There are different types of lung cancer. Lung cancers are classified according to the main type of cell affected. There are two main types: small cell carcinomas and non-small cell carcinomas.
Small cell carcinomas are also called oat cell carcinomas because of the shape of the cell. They account for around 15% of lung cancers. This type of lung cancer is strongly linked with cigarette smoking. Unfortunately, it spreads early and causes few early symptoms, so it has often already spread at the time of diagnosis.
Non-small cell carcinomas include squamous cell carcinoma, adenocarcinoma, large cell carcinoma and bronchiolo-alveolar cell carcinoma.
Squamous cell carcinomas usually affect the cells that line the main bronchi. Adenocarcinomas and bronchiolo-alveolar cell carcinomas usually develop in the edge of the lung in the alveoli.
As these cancers grow they can spread into the chest wall and nearby lymph nodes. Squamous cell carcinoma has a lower rate of spread than other types of lung cancer and is generally found earlier, so there is a slightly better prognosis following treatment.

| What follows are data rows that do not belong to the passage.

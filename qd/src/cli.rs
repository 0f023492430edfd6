//! CLI command definitions and subcommands

use clap::{Parser, Subcommand};
use queuestore::TaskStatus;
use serde_json::Value;
use std::path::PathBuf;

/// QueueDaemon - persistent prioritized task scheduler
#[derive(Parser)]
#[command(
    name = "qd",
    about = "Persistent, prioritized, retrying task scheduler",
    version = env!("CARGO_PKG_VERSION"),
)]
pub struct Cli {
    /// Path to config file
    #[arg(short, long, global = true, help = "Path to config file")]
    pub config: Option<PathBuf>,

    /// Log level (TRACE, DEBUG, INFO, WARN, ERROR)
    #[arg(
        short = 'l',
        long = "log-level",
        global = true,
        help = "Log level (TRACE, DEBUG, INFO, WARN, ERROR)"
    )]
    pub log_level: Option<String>,

    #[command(subcommand)]
    pub command: Command,
}

/// CLI subcommands
#[derive(Debug, Subcommand)]
pub enum Command {
    /// Run the scheduler until SIGINT or SIGTERM
    Run,

    /// Queue a task
    Add {
        /// Subject the operation applies to (page id, document id, ...)
        subject: String,

        /// Operation name
        operation: String,

        /// Parameter as key=value; values are parsed as JSON when possible
        #[arg(short = 'p', long = "param", value_parser = parse_param)]
        params: Vec<(String, Value)>,

        /// Priority, smaller runs first
        #[arg(long)]
        priority: Option<i32>,
    },

    /// List tasks in the store
    List {
        #[arg(short, long)]
        status: Option<TaskStatus>,

        #[arg(short = 'n', long, default_value = "50")]
        limit: usize,
    },

    /// Inspect bulk operations
    Bulk {
        #[command(subcommand)]
        command: BulkCommand,
    },

    /// Show the most recent entries of the event log
    Events {
        #[arg(short = 'n', long, default_value = "20")]
        tail: usize,
    },
}

#[derive(Debug, Subcommand)]
pub enum BulkCommand {
    /// List bulk operations
    List,

    /// Show one bulk operation with its members and messages
    Show {
        #[arg(required = true)]
        id: String,
    },
}

/// Parse `key=value`; the value is JSON if it parses, otherwise a string
pub fn parse_param(s: &str) -> Result<(String, Value), String> {
    let (key, value) = s
        .split_once('=')
        .ok_or_else(|| format!("Invalid parameter '{}', expected key=value", s))?;
    if key.is_empty() {
        return Err(format!("Invalid parameter '{}', empty key", s));
    }
    let value = serde_json::from_str(value).unwrap_or_else(|_| Value::String(value.to_string()));
    Ok((key.to_string(), value))
}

As with many cancers, we do not know the cause in all cases.
Up to 90% of lung cancers are caused by smoking. Lung cancer occurs most often in adults between the ages of forty and seventy who have smoked cigarettes for at least twenty years. They are also likely to have started smoking as teenagers.
Passive smoking (breathing in someone else's smoke) can cause lung cancer and other disease in adults, as well as causing illness in children and babies.
Also linked to lung cancer are contact with asbestos, and steel, nickel, chrome and coal gas processing. Exposure to radiation increases the risk of all cancers, including lung cancer. Miners of uranium, fluorspar and haematite may be exposed to radiation by breathing air contaminated with radon gas.
more than 2,300 Victorians are diagnosed with lung cancer each year. Lung cancer is the most common cause of death from cancer in Australian men and the second most common for women.